3. Are neuro-muscular insecticides harmful to beneficial insects like bees? Yes, neuro-muscular insecticides are toxic to beneficial insects, including bees and wasps. Their application requires strict adherence to guidelines to minimize impact on beneficial insects and prevent biodiversity loss.
4. How can insect resistance to neuro-muscular insecticides be prevented? To prevent resistance, it is necessary to rotate insecticides with different mechanisms of action, combine chemical and biological control methods, and follow recommended dosages and application schedules.
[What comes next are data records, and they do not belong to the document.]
//! Result of an impact analysis.

use serde::{Deserialize, Serialize};

use causal_impact_core::posterior::{PeriodTotals, TimeStepSummary};
use causal_impact_core::{DrawSet, PosteriorSummary, ResponseScale};

use crate::diagnostics::Diagnostics;

/// Everything an analysis produces.
///
/// Time indices inside `summary` count from the pre-period start; add
/// `time_offset` to map them back to the caller's series.
#[derive(Debug, Clone, PartialEq, Serialize, Deserialize)]
pub struct ImpactAnalysis {
    /// Per-step and post-period summaries on the original response scale.
    pub summary: PosteriorSummary,
    /// Convergence diagnostics of the chains.
    pub diagnostics: Diagnostics,
    /// Posterior inclusion probability of each control, if any.
    pub inclusion_probabilities: Option<Vec<f64>>,
    /// Posterior mean coefficient of each control on the model scale
    /// (standardized controls when standardization is on).
    pub coefficient_means: Option<Vec<f64>>,
    /// Pooled draws, when requested.
    pub draws: Option<DrawSet>,
    /// Index of the pre-period start in the caller's series.
    pub time_offset: usize,
    /// Back-transform from the model scale.
    pub response_scale: ResponseScale,
}

impl ImpactAnalysis {
    /// Post-period totals, if the post-period has observations.
    pub fn post_period(&self) -> Option<&PeriodTotals> {
        self.summary.post_period.as_ref()
    }

    /// Posterior tail-area probability of the observed post-period total.
    pub fn p_value(&self) -> Option<f64> {
        self.post_period().map(|p| p.p_value)
    }

    /// Posterior probability of a causal effect.
    pub fn prob_causal_effect(&self) -> Option<f64> {
        self.post_period().map(|p| p.prob_causal_effect)
    }

    /// Summary at index `t` of the caller's series.
    pub fn at(&self, t: usize) -> Option<&TimeStepSummary> {
        self.summary.steps.get(t.checked_sub(self.time_offset)?)
    }

    /// Post-period steps.
    pub fn post_steps(&self) -> &[TimeStepSummary] {
        self.summary.post_steps()
    }

    /// Whether the interval on the cumulative effect excludes zero.
    pub fn is_significant(&self) -> bool {
        self.post_period()
            .is_some_and(|p| !p.effect_cumulative.covers(0.0))
    }
}
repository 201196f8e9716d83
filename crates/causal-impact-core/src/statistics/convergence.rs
//! Convergence diagnostics for Gibbs chains.

use alloc::vec::Vec;

use crate::math;

/// Largest lag considered by [`compute_ess`].
const MAX_LAG: usize = 50;

/// Autocorrelation below which the lag sum is truncated.
const RHO_CUTOFF: f64 = 0.05;

/// Effective sample size of a chain accounting for autocorrelation.
///
/// ESS = N / (1 + 2 * Σ_k ρ_k)
/// where ρ_k is the lag-k autocorrelation, summed until it first drops
/// below a small cutoff.
pub fn compute_ess(chain: &[f64]) -> f64 {
    let n = chain.len();
    if n < 2 {
        return n as f64;
    }

    let mean: f64 = chain.iter().sum::<f64>() / n as f64;
    let var: f64 = chain.iter().map(|&x| math::sq(x - mean)).sum::<f64>() / n as f64;

    if var < 1e-12 {
        return n as f64; // No variance, treat as independent
    }

    let mut sum_rho = 0.0;
    for k in 1..=MAX_LAG.min(n / 2) {
        let rho_k = autocorrelation(chain, k, mean, var);
        if rho_k < RHO_CUTOFF {
            break;
        }
        sum_rho += rho_k;
    }

    n as f64 / (1.0 + 2.0 * sum_rho)
}

/// Lag-k autocorrelation.
pub fn autocorrelation(chain: &[f64], k: usize, mean: f64, var: f64) -> f64 {
    let n = chain.len();
    if k >= n {
        return 0.0;
    }

    let cov: f64 = (0..(n - k))
        .map(|i| (chain[i] - mean) * (chain[i + k] - mean))
        .sum::<f64>()
        / (n - k) as f64;

    cov / var
}

/// Split Gelman–Rubin R̂.
///
/// Each chain is cut in half and the halves are treated as separate chains,
/// so a single drifting chain also shows up as R̂ > 1. Chains are truncated
/// to the shortest length. Returns `None` when fewer than four draws per
/// half-chain are available.
pub fn split_r_hat(chains: &[&[f64]]) -> Option<f64> {
    let len = chains.iter().map(|c| c.len()).min()?;
    let half = len / 2;
    if half < 4 {
        return None;
    }

    let halves: Vec<&[f64]> = chains
        .iter()
        .flat_map(|c| [&c[..half], &c[half..2 * half]])
        .collect();
    let m = halves.len() as f64;
    let n = half as f64;

    let means: Vec<f64> = halves.iter().map(|h| h.iter().sum::<f64>() / n).collect();
    let grand = means.iter().sum::<f64>() / m;
    let between = n / (m - 1.0) * means.iter().map(|&mu| math::sq(mu - grand)).sum::<f64>();
    let within = halves
        .iter()
        .zip(&means)
        .map(|(h, &mu)| h.iter().map(|&x| math::sq(x - mu)).sum::<f64>() / (n - 1.0))
        .sum::<f64>()
        / m;

    if within < 1e-300 {
        // Every half-chain is constant: converged iff they agree.
        return Some(if between < 1e-300 { 1.0 } else { f64::INFINITY });
    }

    let var_plus = (n - 1.0) / n * within + between / n;
    Some(math::sqrt(var_plus / within))
}
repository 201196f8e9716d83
//! Interval coverage of the cumulative effect and false-positive rate.

use causal_impact::{CausalImpact, ImpactData};

use crate::series::{generate, generate_noise, Recipe, Synthetic};

const TRIALS: u64 = 60;

/// Whether the 95% interval covered the truth, the p-value, and the
/// posterior mean cumulative effect.
fn analyze(synthetic: &Synthetic, seed: u64) -> (bool, f64, f64) {
    let data = ImpactData::new(
        synthetic.response.clone(),
        synthetic.controls.clone(),
        synthetic.pre_period(),
        synthetic.post_period(),
    )
    .unwrap();
    let analysis = CausalImpact::new()
        .iterations(1_000)
        .burn_in(200)
        .seed(seed)
        .run(&data)
        .unwrap();
    let totals = analysis.post_period().unwrap();
    (
        totals.effect_cumulative.covers(synthetic.true_cumulative_effect()),
        totals.p_value,
        totals.effect_cumulative.mean,
    )
}

fn run_trial(recipe: Recipe, seed: u64) -> (bool, f64, f64) {
    analyze(&generate(recipe, seed), seed)
}

#[test]
#[ignore]
fn shift_without_controls_is_calibrated() {
    // 70 pre-period and 30 post-period steps of N(10, 1), shifted by +1.
    let shift = 1.0;
    let truth = shift * 30.0;

    let mut covered = 0;
    let mut total_estimate = 0.0;
    for seed in 0..TRIALS {
        let synthetic = generate_noise(100, 70, 10.0, 1.0, shift, 3_000 + seed);
        assert!((synthetic.true_cumulative_effect() - truth).abs() < 1e-9);
        let (covers, _, estimate) = analyze(&synthetic, 3_000 + seed);
        covered += usize::from(covers);
        total_estimate += estimate;
    }
    let rate = covered as f64 / TRIALS as f64;
    let mean_estimate = total_estimate / TRIALS as f64;
    eprintln!("[coverage, no controls] {covered}/{TRIALS} = {rate:.3}, mean estimate {mean_estimate:.3} (truth {truth})");

    assert!(rate >= 0.90, "95% interval covered the true effect in only {rate:.3} of trials");
    // sd of one estimate is about 6.5, so about 0.85 for the average
    assert!(
        (mean_estimate - truth).abs() < 4.0,
        "mean cumulative effect {mean_estimate:.3}, truth {truth}"
    );
}

#[test]
#[ignore]
fn regression_interval_coverage() {
    let covered = (0..TRIALS)
        .filter(|&seed| run_trial(Recipe::default(), 1_000 + seed).0)
        .count();
    let rate = covered as f64 / TRIALS as f64;
    eprintln!("[coverage, one control] {covered}/{TRIALS} = {rate:.3}");
    assert!(rate >= 0.85, "95% interval covered the true effect in only {rate:.3} of trials");
}

#[test]
#[ignore]
fn null_false_positive_rate() {
    let recipe = Recipe {
        effect: 0.0,
        ..Recipe::default()
    };
    let rejections = (0..TRIALS)
        .filter(|&seed| run_trial(recipe, 2_000 + seed).1 < 0.05)
        .count();
    let rate = rejections as f64 / TRIALS as f64;
    eprintln!("[null] {rejections}/{TRIALS} = {rate:.3}");
    assert!(rate <= 0.15, "false-positive rate {rate:.3} at p < 0.05");
}
//! Backward sampling of a full state trajectory (Carter–Kohn / Frühwirth-
//! Schnatter).
//!
//! Given the forward filter output, the last state is drawn from its filtered
//! distribution N(a_{n|n}, P_{n|n}); each earlier state is then drawn from
//!
//! ```text
//! αₜ | αₜ₊₁, y₁:ₜ ~ N(a_{t|t} + Jₜ(αₜ₊₁ − a_{t+1|t}),  P_{t|t} − Jₜ P_{t+1|t} Jₜᵀ)
//! Jₜ = P_{t|t} Tᵀ P_{t+1|t}⁻¹
//! ```
//!
//! which yields one exact draw from the joint posterior over the trajectory.
//! The recursion runs iteratively over a preallocated `m × n` buffer.

use alloc::format;

use rand::Rng;

use crate::error::{SamplerError, SamplerResult};
use crate::filter::kalman::{forward_filter, FilterOutput};
use crate::linalg::{cholesky_jittered, min_diagonal, sample_gaussian, symmetrize};
use crate::model::{InitialState, StateSpaceModel, Variances};
use crate::types::{Matrix, Observation};

/// One draw of the latent state trajectory.
#[derive(Debug, Clone)]
pub struct StateDraw {
    /// States as columns: `states[(i, t)]` is element i of αₜ.
    pub states: Matrix,
    /// Log likelihood of the observations under the parameters used.
    pub log_likelihood: f64,
}

fn not_psd(model: &StateSpaceModel, cov: &Matrix, time: usize, what: &str) -> SamplerError {
    let (index, value) = min_diagonal(cov).unwrap_or((0, f64::NAN));
    SamplerError::NumericalInstability {
        time,
        component: model.component_at(index),
        iteration: None,
        detail: format!("{what} covariance not positive semi-definite (min diagonal {value:e})"),
    }
}

/// Draw a trajectory from a completed forward pass.
pub fn backward_sample<R: Rng>(
    model: &StateSpaceModel,
    filtered: &FilterOutput,
    rng: &mut R,
) -> SamplerResult<Matrix> {
    let n = filtered.len();
    let m = model.state_dim();
    let mut states = Matrix::zeros(m, n);
    if m == 0 || n == 0 {
        return Ok(states);
    }

    let last = n - 1;
    let alpha = sample_gaussian(&filtered.filtered_means[last], &filtered.filtered_covs[last], rng)
        .ok_or_else(|| not_psd(model, &filtered.filtered_covs[last], last, "filtered"))?;
    states.set_column(last, &alpha);

    let transition = model.transition();
    for t in (0..last).rev() {
        let a_f = &filtered.filtered_means[t];
        let p_f = &filtered.filtered_covs[t];
        let p_next = &filtered.predicted_covs[t + 1];

        let (chol, _) = cholesky_jittered(p_next)
            .ok_or_else(|| not_psd(model, p_next, t + 1, "predicted"))?;

        // Jᵀ = P_{t+1|t}⁻¹ T P_{t|t}
        let tp = transition * p_f;
        let gain_t = chol.solve(&tp);

        let resid = &states.column(t + 1) - &filtered.predicted_means[t + 1];
        let mean = a_f + gain_t.transpose() * resid;
        let mut cov = p_f - tp.transpose() * &gain_t;
        symmetrize(&mut cov);

        let draw = sample_gaussian(&mean, &cov, rng)
            .ok_or_else(|| not_psd(model, &cov, t, "smoothing"))?;
        states.set_column(t, &draw);
    }

    Ok(states)
}

/// Forward-filter then backward-sample one trajectory.
pub fn draw_states<R: Rng>(
    model: &StateSpaceModel,
    observations: &[Observation],
    offsets: &[f64],
    variances: &Variances,
    init: &InitialState,
    jitter: f64,
    rng: &mut R,
) -> SamplerResult<StateDraw> {
    let filtered = forward_filter(model, observations, offsets, variances, init, jitter)?;
    let states = backward_sample(model, &filtered, rng)?;
    Ok(StateDraw {
        states,
        log_likelihood: filtered.log_likelihood,
    })
}
//! Batch driver.
//!
//! For every source image in a directory the driver runs
//! grid generation → ordering → tile rendering. The run mode picks the axis
//! the worker pool covers:
//!
//! - normal mode: all images, one pool task per image, tiles in sequence;
//! - test mode: the first `count` images in sequence, one pool task per tile,
//!   with the numbered angle listing printed before rendering.
//!
//! Failures are scoped: a source that fails to decode is recorded and skipped,
//! a tile that fails is recorded and its siblings still render. Only a field
//! of view the projector rejects, output directory creation, input listing and
//! pool construction abort the run.

mod pool;
mod report;

pub use pool::{Parallelism, Scheduler};
pub use report::{BatchReport, ImageFailure, ImageReport, TileFailure};

use crate::error::{BatchError, ImageError, Result};
use crate::grid::{generate_viewing_angles, GridParams};
use crate::image::io::load_image;
use crate::ordering::{order_angles, OrderedAngles, SortAxis};
use crate::projector::Projector;
use crate::render::TileRenderer;
use crate::types::{Resolution, ViewingAngle};
use log::{debug, info, warn};
use serde::Serialize;
use std::fs;
use std::path::{Path, PathBuf};
use std::time::Instant;

/// Default source file suffix.
pub const DEFAULT_EXTENSION: &str = "jpg";
/// Default worker count.
pub const DEFAULT_THREADS: usize = 10;

#[derive(Clone, Copy, Debug, PartialEq, Eq, Serialize)]
#[serde(rename_all = "snake_case")]
pub enum RunMode {
    Normal,
    /// Only the first `count` images, with the angle listing printed.
    Test { count: usize },
}

impl RunMode {
    pub fn parallelism(self) -> Parallelism {
        match self {
            RunMode::Normal => Parallelism::AcrossImages,
            RunMode::Test { .. } => Parallelism::AcrossTiles,
        }
    }

    pub fn is_test(self) -> bool {
        matches!(self, RunMode::Test { .. })
    }
}

/// Validated settings for one batch run.
#[derive(Clone, Debug, Serialize)]
pub struct BatchOptions {
    pub grid: GridParams,
    pub sort: SortAxis,
    pub resolution: Resolution,
    pub threads: usize,
    pub mode: RunMode,
    /// File name suffix selecting source images, without the leading dot.
    pub extension: String,
}

impl Default for BatchOptions {
    fn default() -> Self {
        Self {
            grid: GridParams::default(),
            sort: SortAxis::default(),
            resolution: Resolution::default(),
            threads: DEFAULT_THREADS,
            mode: RunMode::Normal,
            extension: DEFAULT_EXTENSION.to_string(),
        }
    }
}

/// Generate and order the viewing angles for one image.
pub fn plan_tiles(grid: &GridParams, sort: SortAxis) -> OrderedAngles {
    let angles = generate_viewing_angles(grid).into_angles();
    order_angles(angles, &grid.exclude.h, sort)
}

/// File names directly under `dir` ending in `.{extension}`, sorted by name.
pub fn list_source_images(dir: &Path, extension: &str) -> Result<Vec<String>> {
    let suffix = format!(".{}", extension.trim_start_matches('.'));
    let entries = fs::read_dir(dir).map_err(|source| BatchError::InputDir {
        path: dir.to_path_buf(),
        source,
    })?;

    let mut names = Vec::new();
    for entry in entries {
        let entry = entry.map_err(|source| BatchError::InputDir {
            path: dir.to_path_buf(),
            source,
        })?;
        if !entry.path().is_file() {
            continue;
        }
        match entry.file_name().into_string() {
            Ok(name) if name.ends_with(&suffix) => names.push(name),
            Ok(_) => {}
            Err(name) => warn!("skipping non UTF-8 file name {name:?}"),
        }
    }
    names.sort();
    Ok(names)
}

/// Run the whole batch and return what happened.
pub fn run(
    input_dir: &Path,
    output_dir: &Path,
    options: &BatchOptions,
    projector: &dyn Projector,
) -> Result<BatchReport> {
    projector.check_fov(options.grid.fov)?;
    fs::create_dir_all(output_dir).map_err(|source| BatchError::OutputDir {
        path: output_dir.to_path_buf(),
        source,
    })?;
    let t0 = Instant::now();

    let mut images = list_source_images(input_dir, &options.extension)?;
    if let RunMode::Test { count } = options.mode {
        images.truncate(count);
    }
    info!(
        "{} source image(s) in {} (mode={:?})",
        images.len(),
        input_dir.display(),
        options.mode
    );
    if images.is_empty() {
        return Ok(BatchReport {
            elapsed_secs: t0.elapsed().as_secs_f64(),
            ..Default::default()
        });
    }

    let scheduler = Scheduler::new(options.threads, options.mode.parallelism())?;
    info!(
        "{} worker(s), parallel {:?}",
        scheduler.threads(),
        scheduler.parallelism()
    );
    let renderer = TileRenderer::new(
        projector,
        options.grid.fov,
        options.resolution,
        output_dir,
    );
    let job = ImageJob {
        input_dir,
        options,
        renderer,
        scheduler: &scheduler,
    };

    let outcomes = scheduler.for_images(&images, |name| job.process(name));

    let mut report = BatchReport::default();
    for (name, outcome) in images.into_iter().zip(outcomes) {
        match outcome {
            Ok(image_report) => report.images.push(image_report),
            Err(err) => {
                warn!("{name}: {err}");
                report.failures.push(ImageFailure {
                    source: name,
                    error: err.to_string(),
                });
            }
        }
    }
    report.elapsed_secs = t0.elapsed().as_secs_f64();
    info!(
        "batch done: {} tile(s) written, {} tile failure(s), {} image failure(s)",
        report.tiles_written(),
        report.tile_failures(),
        report.failures.len()
    );
    Ok(report)
}

/// Per-image pipeline; shared read-only by every image task.
struct ImageJob<'a> {
    input_dir: &'a Path,
    options: &'a BatchOptions,
    renderer: TileRenderer<'a>,
    scheduler: &'a Scheduler,
}

impl ImageJob<'_> {
    fn process(&self, name: &str) -> std::result::Result<ImageReport, ImageError> {
        let t0 = Instant::now();
        let source = load_image(&self.input_dir.join(name))?;
        let view = source.as_view();

        let ordered = plan_tiles(&self.options.grid, self.options.sort);
        let listing = if self.options.mode.is_test() {
            ordered.listing()
        } else {
            Vec::new()
        };
        for line in &listing {
            println!("{line}");
        }
        debug!("{name}: {} tile(s)", ordered.len());

        let numbered: Vec<(usize, ViewingAngle)> = ordered.numbered().collect();
        let results = self.scheduler.for_tiles(&numbered, |&(index, angle)| {
            self.renderer
                .render(&view, name, index, angle)
                .map_err(|err| TileFailure::new(angle, &err))
        });

        let mut written: Vec<PathBuf> = Vec::with_capacity(results.len());
        let mut failures = Vec::new();
        for result in results {
            match result {
                Ok(path) => written.push(path),
                Err(failure) => {
                    warn!("{name}: {}", failure.error);
                    failures.push(failure);
                }
            }
        }

        println!("Processed {name}");
        Ok(ImageReport {
            source: name.to_string(),
            tiles: ordered.len(),
            listing,
            written,
            failures,
            elapsed_secs: t0.elapsed().as_secs_f64(),
        })
    }
}
#![doc = include_str!("../README.md")]

// Public modules
pub mod angle;
pub mod batch;
pub mod config;
pub mod error;
pub mod grid;
pub mod image;
pub mod ordering;
pub mod projector;
pub mod render;
pub mod types;

// --- High-level re-exports -------------------------------------------------

pub use crate::batch::{run, BatchOptions, BatchReport, RunMode};
pub use crate::error::{BatchError, ConfigError, Result};
pub use crate::grid::{generate_viewing_angles, GridParams};
pub use crate::ordering::{order_angles, OrderedAngles, SortAxis};
pub use crate::projector::{EquirectProjector, Projector};
pub use crate::types::{BaseAngle, ExclusionSets, FieldOfView, Overlap, Resolution, ViewingAngle};

// --- Prelude ---------------------------------------------------------------

/// Small prelude for quick experiments.
///
/// ```no_run
/// use pano_tiler::prelude::*;
///
/// # fn main() -> Result<(), Box<dyn std::error::Error>> {
/// let options = BatchOptions {
///     grid: GridParams {
///         fov: FieldOfView::new(90.0, 90.0)?,
///         overlap: Overlap::new(10.0)?,
///         ..Default::default()
///     },
///     ..Default::default()
/// };
///
/// let plan = pano_tiler::batch::plan_tiles(&options.grid, options.sort);
/// for line in plan.listing() {
///     println!("{line}");
/// }
///
/// let report = pano_tiler::run(
///     "panos".as_ref(),
///     "tiles".as_ref(),
///     &options,
///     &EquirectProjector::new(),
/// )?;
/// println!("tiles={} clean={}", report.tiles_written(), report.is_clean());
/// # Ok(())
/// # }
/// ```
pub mod prelude {
    pub use crate::image::{ImageU8, PixelBuffer};
    pub use crate::{
        BatchOptions, BatchReport, EquirectProjector, FieldOfView, GridParams, Overlap,
        Projector, Resolution, RunMode, SortAxis, ViewingAngle,
    };
}
//! Owned interleaved 8-bit image in row-major layout (stride == width * channels).

use super::{ImageU8, ImageView, ImageViewMut};
use crate::error::ImageError;

#[derive(Clone, Debug, PartialEq, Eq)]
pub struct PixelBuffer {
    width: usize,
    height: usize,
    channels: usize,
    data: Vec<u8>,
}

impl PixelBuffer {
    /// Construct a zero-initialized buffer of size `width × height × channels`.
    pub fn new(width: usize, height: usize, channels: usize) -> Self {
        Self {
            width,
            height,
            channels,
            data: vec![0; width * height * channels],
        }
    }

    /// Wrap raw samples, checking that the length matches the dimensions.
    pub fn from_raw(
        width: usize,
        height: usize,
        channels: usize,
        data: Vec<u8>,
    ) -> Result<Self, ImageError> {
        if !(1..=4).contains(&channels) {
            return Err(ImageError::Channels(channels));
        }
        if data.len() != width * height * channels {
            return Err(ImageError::BufferSize {
                width,
                height,
                channels,
                len: data.len(),
            });
        }
        Ok(Self {
            width,
            height,
            channels,
            data,
        })
    }

    /// Borrow as a read-only `ImageU8` view
    pub fn as_view(&self) -> ImageU8<'_> {
        ImageU8 {
            w: self.width,
            h: self.height,
            channels: self.channels,
            stride: self.width * self.channels,
            data: &self.data,
        }
    }

    pub fn data(&self) -> &[u8] {
        &self.data
    }

    pub fn into_raw(self) -> Vec<u8> {
        self.data
    }
}

impl ImageView for PixelBuffer {
    #[inline]
    fn width(&self) -> usize {
        self.width
    }
    #[inline]
    fn height(&self) -> usize {
        self.height
    }
    #[inline]
    fn channels(&self) -> usize {
        self.channels
    }
    #[inline]
    fn stride(&self) -> usize {
        self.width * self.channels
    }
    #[inline]
    fn row(&self, y: usize) -> &[u8] {
        let len = self.width * self.channels;
        let start = y * len;
        &self.data[start..start + len]
    }
}

impl ImageViewMut for PixelBuffer {
    #[inline]
    fn row_mut(&mut self, y: usize) -> &mut [u8] {
        let len = self.width * self.channels;
        let start = y * len;
        &mut self.data[start..start + len]
    }
}
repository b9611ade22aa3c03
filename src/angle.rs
//! Degree utilities shared by the grid generator and the orderer.

/// Full turn in degrees.
pub const FULL_TURN_DEG: f64 = 360.0;
/// Straight-up pitch in degrees.
pub const ZENITH_DEG: f64 = 90.0;
/// Straight-down pitch in degrees.
pub const NADIR_DEG: f64 = -90.0;

/// Wraps a heading into [0, 360).
///
/// Tiny negative inputs make `rem_euclid` round up to exactly 360; those fold
/// back to 0 so the result always stays inside the half-open range.
#[inline]
pub fn wrap_degrees(angle: f64) -> f64 {
    let norm = angle.rem_euclid(FULL_TURN_DEG);
    if norm >= FULL_TURN_DEG {
        0.0
    } else {
        norm
    }
}

/// Clamps a pitch into [-90, 90].
#[inline]
pub fn clamp_pitch(angle: f64) -> f64 {
    angle.clamp(NADIR_DEG, ZENITH_DEG)
}

/// Half-open arithmetic progression `start, start + step, ...` below `stop`.
///
/// The length is `ceil((stop - start) / step)` and each value is computed as
/// `start + i * step` rather than by repeated addition, so long progressions
/// do not accumulate drift. Returns an empty vector when `stop <= start` or
/// when `step` is not strictly positive.
pub fn progression(start: f64, stop: f64, step: f64) -> Vec<f64> {
    if !(step > 0.0) || !start.is_finite() || !stop.is_finite() {
        return Vec::new();
    }
    let span = (stop - start) / step;
    if !(span > 0.0) {
        return Vec::new();
    }
    let len = span.ceil() as usize;
    (0..len).map(|i| start + i as f64 * step).collect()
}

/// Step between neighbouring tile centres for a field of view and overlap
/// percentage.
#[inline]
pub fn tile_step(fov_deg: f64, overlap_pct: f64) -> f64 {
    fov_deg * (1.0 - overlap_pct / 100.0)
}
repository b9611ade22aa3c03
#![allow(dead_code)]

pub mod synthetic_image;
5. What ecological issues are associated with the use of neuro-muscular insecticides? Neuro-muscular insecticides lead to reduced populations of beneficial insects, soil and water contamination, and accumulation in food chains, causing serious ecological and health issues.
6. Can neuro-muscular insecticides be used in organic farming? No, neuro-muscular insecticides typically do not meet organic farming requirements due to their synthetic nature and potential negative environmental impacts. However, some natural insecticides, like bacillus thuringiensis, may be permitted in organic farming.
7. How should neuro-muscular insecticides be applied for maximum effectiveness? Strictly follow the manufacturer's instructions for dosage and application schedules, treat plants in the early morning or evening, avoid treatment during pollinator activity, and ensure uniform distribution of the insecticide on plants. Testing small areas before widespread application is recommended.
8. Are there alternatives to neuro-muscular insecticides for pest control? Yes, biological insecticides, natural remedies (neem oil, garlic solutions), pheromone traps, and mechanical control methods can serve as alternatives to chemical neuro-muscular insecticides. These methods help reduce reliance on chemicals and minimize environmental impact.
9. How can the impact of neuro-muscular insecticides on the environment be minimized? Use insecticides only when necessary, follow recommended dosages and application schedules, avoid contamination of water sources, and apply integrated pest management methods to reduce dependence on chemicals.
10. Where can neuro-muscular insecticides be purchased? Neuro-muscular insecticides are available in specialized agro-technical stores, online stores, and from plant protection suppliers. It is important to ensure the legality and safety of the products and their compliance with organic or conventional farming requirements before purchase.